I am writing this because I do not want that for you.

First, a word just for you

If you are a parent of a deaf child, you already know what it means to fight. You know the audiology appointments, the mapping sessions, the school battles, the explaining your child's needs to yet another person who has half-read the file. You know the particular exhaustion of being your child's most consistent advocate in every single room you walk into.

And most of you reading this are carrying more than deafness alone. Research consistently shows that a significant proportion of deaf children have additional diagnoses. Autism. ADHD. Learning disabilities. Processing difficulties. Vision impairment. For many families, deafness is the diagnosis that came first, or the one that sits at the front of every conversation, but it is rarely the whole picture. The complexity of your child's needs, and the complexity of navigating the systems around them, is often far greater than the outside world understands.

Most people around you, however kind, do not fully understand what that takes. The relentlessness of it. The way it sits alongside ordinary life and never quite lets go.

I see you. I mean that plainly, not as a throwaway line.

And I also know that in the middle of all of that, sitting down to think about Wills and trusts and benefits and legal authority feels like one thing too many. It is always the thing that goes on the shelf. I understand exactly why.

But some of these things have time limits attached to them. Some doors close, or become much harder to open, if you wait too long. That is why I am writing this now, for families at every stage.

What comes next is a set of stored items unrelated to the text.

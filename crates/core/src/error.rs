// Error taxonomy for stream configuration, backend and lifecycle failures

use crate::state::StreamState;

/// Reasons an [`AudioIOBuilder`](crate::AudioIOBuilder) fails validation.
///
/// Always recoverable by the caller: fix the request and call `open` again.
#[derive(Debug, Clone, PartialEq, Eq, thiserror::Error)]
pub enum ConfigError {
    #[error("invalid sample rate: {0}Hz")]
    InvalidSampleRate(i32),

    #[error("unsupported channel count: {0} (only mono and stereo)")]
    UnsupportedChannelCount(i32),

    #[error("unsupported sample format code: {0}")]
    UnsupportedFormat(i32),

    #[error("unsupported stream direction code: {0}")]
    UnsupportedDirection(i32),

    #[error("invalid buffer size: {0} frames")]
    InvalidBufferSize(i32),

    #[error("unsupported audio api code: {0}")]
    UnsupportedAudioApi(i32),

    #[error("unsupported sharing mode code: {0}")]
    UnsupportedSharingMode(i32),
}

/// Errors reported by a [`NativeAudioBackend`](crate::NativeAudioBackend).
#[derive(Debug, Clone, PartialEq, Eq, thiserror::Error)]
pub enum BackendError {
    #[error("audio device unavailable: {0}")]
    DeviceUnavailable(String),

    #[error("stream configuration not supported by device: {0}")]
    UnsupportedConfig(String),

    #[error("permission denied for audio device")]
    PermissionDenied,

    #[error("audio device lost")]
    DeviceLost,

    #[error("stream already running")]
    AlreadyRunning,

    #[error("audio backend error: {0}")]
    Other(String),
}

impl BackendError {
    /// Fatal errors invalidate the session; the stream moves to ERROR.
    pub fn is_fatal(&self) -> bool {
        matches!(self, BackendError::DeviceLost)
    }
}

/// Errors returned by [`AudioIOStream`](crate::AudioIOStream) lifecycle operations.
#[derive(Debug, Clone, PartialEq, Eq, thiserror::Error)]
pub enum StreamError {
    #[error("invalid stream configuration: {0}")]
    ConfigInvalid(#[from] ConfigError),

    #[error(transparent)]
    Backend(#[from] BackendError),

    #[error("cannot {operation} a stream in state {state:?}")]
    InvalidState {
        operation: &'static str,
        state: StreamState,
    },
}

/// Result type alias for stream operations
pub type Result<T> = std::result::Result<T, StreamError>;

#[cfg(test)]
mod tests {
    use super::*;

    #[test]
    fn test_only_device_lost_is_fatal() {
        assert!(BackendError::DeviceLost.is_fatal());
        assert!(!BackendError::AlreadyRunning.is_fatal());
        assert!(!BackendError::PermissionDenied.is_fatal());
        assert!(!BackendError::DeviceUnavailable("busy".to_string()).is_fatal());
    }

    #[test]
    fn test_error_messages() {
        let err: StreamError = ConfigError::InvalidSampleRate(0).into();
        assert_eq!(err.to_string(), "invalid stream configuration: invalid sample rate: 0Hz");

        let err = StreamError::InvalidState {
            operation: "start",
            state: StreamState::Released,
        };
        assert_eq!(err.to_string(), "cannot start a stream in state Released");
    }
}
// Oboe-based NativeAudioBackend for Android

use crate::frames::FrameBytes;
use audioio_core::{
    AudioApi, BackendError, ChannelCount, DataCallback, Direction, NativeAudioBackend,
    SampleFormat, SessionHandle, SharingMode, StreamConfig,
};
use oboe::{
    AudioInputCallback, AudioInputStreamSafe, AudioOutputCallback, AudioOutputStreamSafe,
    AudioStream, AudioStreamAsync, AudioStreamBuilder, DataCallbackResult, Input, IsChannelCount,
    IsFormat, IsFrameType, Mono, Output, PerformanceMode, Stereo,
};
use parking_lot::Mutex;
use std::collections::HashMap;
use std::marker::PhantomData;
use std::sync::atomic::{AtomicU64, Ordering};
use std::sync::Arc;

/// Object-safe view over the typed Oboe stream
trait DeviceStream: Send {
    fn start(&mut self) -> Result<(), oboe::Error>;
    fn stop(&mut self) -> Result<(), oboe::Error>;
    fn close(&mut self) -> Result<(), oboe::Error>;
}

impl<D, F> DeviceStream for AudioStreamAsync<D, F>
where
    AudioStreamAsync<D, F>: AudioStream + Send,
{
    fn start(&mut self) -> Result<(), oboe::Error> {
        AudioStream::start(self)
    }

    fn stop(&mut self) -> Result<(), oboe::Error> {
        AudioStream::stop(self)
    }

    fn close(&mut self) -> Result<(), oboe::Error> {
        AudioStream::close(self)
    }
}

/// Output callback: asks the core for bytes and unpacks them into frames
struct OutputBridge<F> {
    callback: Arc<dyn DataCallback>,
    scratch: Vec<u8>,
    _frame: PhantomData<fn() -> F>,
}

impl<F> OutputBridge<F> {
    fn new(callback: Arc<dyn DataCallback>) -> Self {
        Self {
            callback,
            scratch: Vec::new(),
            _frame: PhantomData,
        }
    }
}

impl<T, C> AudioOutputCallback for OutputBridge<(T, C)>
where
    T: IsFormat,
    C: IsChannelCount,
    (T, C): IsFrameType,
    <(T, C) as IsFrameType>::Type: FrameBytes,
{
    type FrameType = (T, C);

    fn on_audio_ready(
        &mut self,
        _stream: &mut dyn AudioOutputStreamSafe,
        frames: &mut [<(T, C) as IsFrameType>::Type],
    ) -> DataCallbackResult {
        let len = frames.len() * <<(T, C) as IsFrameType>::Type as FrameBytes>::BYTES;
        self.scratch.resize(len, 0);
        let written = self.callback.on_output(&mut self.scratch).min(len);
        FrameBytes::decode(&self.scratch[..written], frames);
        DataCallbackResult::Continue
    }

    fn on_error_after_close(&mut self, _stream: &mut dyn AudioOutputStreamSafe, error: oboe::Error) {
        self.callback.on_error(map_error(error));
    }
}

/// Input callback: packs captured frames into bytes for the core
struct InputBridge<F> {
    callback: Arc<dyn DataCallback>,
    scratch: Vec<u8>,
    _frame: PhantomData<fn() -> F>,
}

impl<F> InputBridge<F> {
    fn new(callback: Arc<dyn DataCallback>) -> Self {
        Self {
            callback,
            scratch: Vec::new(),
            _frame: PhantomData,
        }
    }
}

impl<T, C> AudioInputCallback for InputBridge<(T, C)>
where
    T: IsFormat,
    C: IsChannelCount,
    (T, C): IsFrameType,
    <(T, C) as IsFrameType>::Type: FrameBytes,
{
    type FrameType = (T, C);

    fn on_audio_ready(
        &mut self,
        _stream: &mut dyn AudioInputStreamSafe,
        frames: &[<(T, C) as IsFrameType>::Type],
    ) -> DataCallbackResult {
        self.scratch.clear();
        FrameBytes::encode(frames, &mut self.scratch);
        self.callback.on_input(&self.scratch);
        DataCallbackResult::Continue
    }

    fn on_error_after_close(&mut self, _stream: &mut dyn AudioInputStreamSafe, error: oboe::Error) {
        self.callback.on_error(map_error(error));
    }
}

fn base_builder(config: &StreamConfig) -> AudioStreamBuilder<Output, oboe::Unspecified, oboe::Unspecified> {
    let audio_api = match config.audio_api() {
        AudioApi::Unspecified => oboe::AudioApi::Unspecified,
        AudioApi::OpenSLES => oboe::AudioApi::OpenSLES,
        AudioApi::AAudio => oboe::AudioApi::AAudio,
    };
    let sharing_mode = match config.sharing_mode() {
        SharingMode::Exclusive => oboe::SharingMode::Exclusive,
        SharingMode::Shared => oboe::SharingMode::Shared,
    };

    let builder = AudioStreamBuilder::default()
        .set_performance_mode(PerformanceMode::LowLatency)
        .set_audio_api(audio_api)
        .set_sharing_mode(sharing_mode)
        .set_sample_rate(config.sample_rate() as i32);

    match config.buffer_frames() {
        Some(frames) => builder.set_buffer_capacity_in_frames(frames.get() as i32),
        None => builder,
    }
}

fn open_output<T, C>(
    config: &StreamConfig,
    callback: Arc<dyn DataCallback>,
) -> Result<Box<dyn DeviceStream>, oboe::Error>
where
    T: IsFormat + 'static,
    C: IsChannelCount + 'static,
    (T, C): IsFrameType,
    <(T, C) as IsFrameType>::Type: FrameBytes,
    AudioStreamAsync<Output, OutputBridge<(T, C)>>: AudioStream + Send,
{
    let stream = base_builder(config)
        .set_format::<T>()
        .set_channel_count::<C>()
        .set_output()
        .set_callback(OutputBridge::<(T, C)>::new(callback))
        .open_stream()?;
    Ok(Box::new(stream))
}

fn open_input<T, C>(
    config: &StreamConfig,
    callback: Arc<dyn DataCallback>,
) -> Result<Box<dyn DeviceStream>, oboe::Error>
where
    T: IsFormat + 'static,
    C: IsChannelCount + 'static,
    (T, C): IsFrameType,
    <(T, C) as IsFrameType>::Type: FrameBytes,
    AudioStreamAsync<Input, InputBridge<(T, C)>>: AudioStream + Send,
{
    let stream = base_builder(config)
        .set_format::<T>()
        .set_channel_count::<C>()
        .set_input()
        .set_callback(InputBridge::<(T, C)>::new(callback))
        .open_stream()?;
    Ok(Box::new(stream))
}

fn map_error(error: oboe::Error) -> BackendError {
    match error {
        oboe::Error::Disconnected => BackendError::DeviceLost,
        oboe::Error::InvalidFormat
        | oboe::Error::InvalidRate
        | oboe::Error::IllegalArgument
        | oboe::Error::OutOfRange => BackendError::UnsupportedConfig(format!("{:?}", error)),
        oboe::Error::Unavailable
        | oboe::Error::NoService
        | oboe::Error::NoFreeHandles
        | oboe::Error::Timeout => BackendError::DeviceUnavailable(format!("{:?}", error)),
        other => BackendError::Other(format!("{:?}", other)),
    }
}

type SharedStream = Arc<Mutex<Box<dyn DeviceStream>>>;

/// Oboe audio backend
///
/// Each session is an Oboe async stream behind its own lock, so device calls
/// on one session never wait on another.
pub struct OboeBackend {
    next_session: AtomicU64,
    sessions: Mutex<HashMap<u64, SharedStream>>,
}

impl OboeBackend {
    pub fn new() -> Self {
        Self {
            next_session: AtomicU64::new(1),
            sessions: Mutex::new(HashMap::new()),
        }
    }

    fn session(&self, session: &SessionHandle) -> Result<SharedStream, BackendError> {
        self.sessions
            .lock()
            .get(&session.id())
            .cloned()
            .ok_or(BackendError::DeviceLost)
    }
}

impl Default for OboeBackend {
    fn default() -> Self {
        Self::new()
    }
}

impl NativeAudioBackend for OboeBackend {
    fn open(
        &self,
        config: &StreamConfig,
        callback: Arc<dyn DataCallback>,
    ) -> Result<SessionHandle, BackendError> {
        use ChannelCount::{Mono as M, Stereo as S};
        use SampleFormat::{Float32, Pcm16, Pcm32};

        let stream = match (config.direction(), config.format(), config.channels()) {
            (Direction::Output, Pcm16, M) => open_output::<i16, Mono>(config, callback),
            (Direction::Output, Pcm16, S) => open_output::<i16, Stereo>(config, callback),
            (Direction::Output, Pcm32, M) => open_output::<i32, Mono>(config, callback),
            (Direction::Output, Pcm32, S) => open_output::<i32, Stereo>(config, callback),
            (Direction::Output, Float32, M) => open_output::<f32, Mono>(config, callback),
            (Direction::Output, Float32, S) => open_output::<f32, Stereo>(config, callback),
            (Direction::Input, Pcm16, M) => open_input::<i16, Mono>(config, callback),
            (Direction::Input, Pcm16, S) => open_input::<i16, Stereo>(config, callback),
            (Direction::Input, Pcm32, M) => open_input::<i32, Mono>(config, callback),
            (Direction::Input, Pcm32, S) => open_input::<i32, Stereo>(config, callback),
            (Direction::Input, Float32, M) => open_input::<f32, Mono>(config, callback),
            (Direction::Input, Float32, S) => open_input::<f32, Stereo>(config, callback),
        }
        .map_err(|e| {
            log::error!("Failed to open Oboe stream: {:?}", e);
            map_error(e)
        })?;

        let id = self.next_session.fetch_add(1, Ordering::Relaxed);
        self.sessions.lock().insert(id, Arc::new(Mutex::new(stream)));
        log::debug!("Oboe session {} opened", id);
        Ok(SessionHandle::new(id))
    }

    fn start(&self, session: &SessionHandle) -> Result<(), BackendError> {
        let stream = self.session(session)?;
        let result = stream.lock().start();
        result.map_err(map_error)
    }

    fn stop(&self, session: &SessionHandle) -> Result<(), BackendError> {
        let stream = self.session(session)?;
        let result = stream.lock().stop();
        result.map_err(map_error)
    }

    fn close(&self, session: SessionHandle) -> Result<(), BackendError> {
        let stream = self.sessions.lock().remove(&session.id());
        match stream {
            Some(stream) => {
                let result = stream.lock().close();
                log::debug!("Oboe session {} closed", session.id());
                result.map_err(map_error)
            }
            None => Ok(()),
        }
    }
}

Something many deaf families do not realise about benefits

Deafness alone qualifies many children for Disability Living Allowance, and later Personal Independence Payment. These are not means-tested. They are not affected by your income or your savings. They exist specifically to help with the additional costs that come with disability, and cochlear implant families have real additional costs. Equipment. Batteries. Appointments. Specialist support. The sheer invisible labour of managing a child's hearing technology alongside everything else.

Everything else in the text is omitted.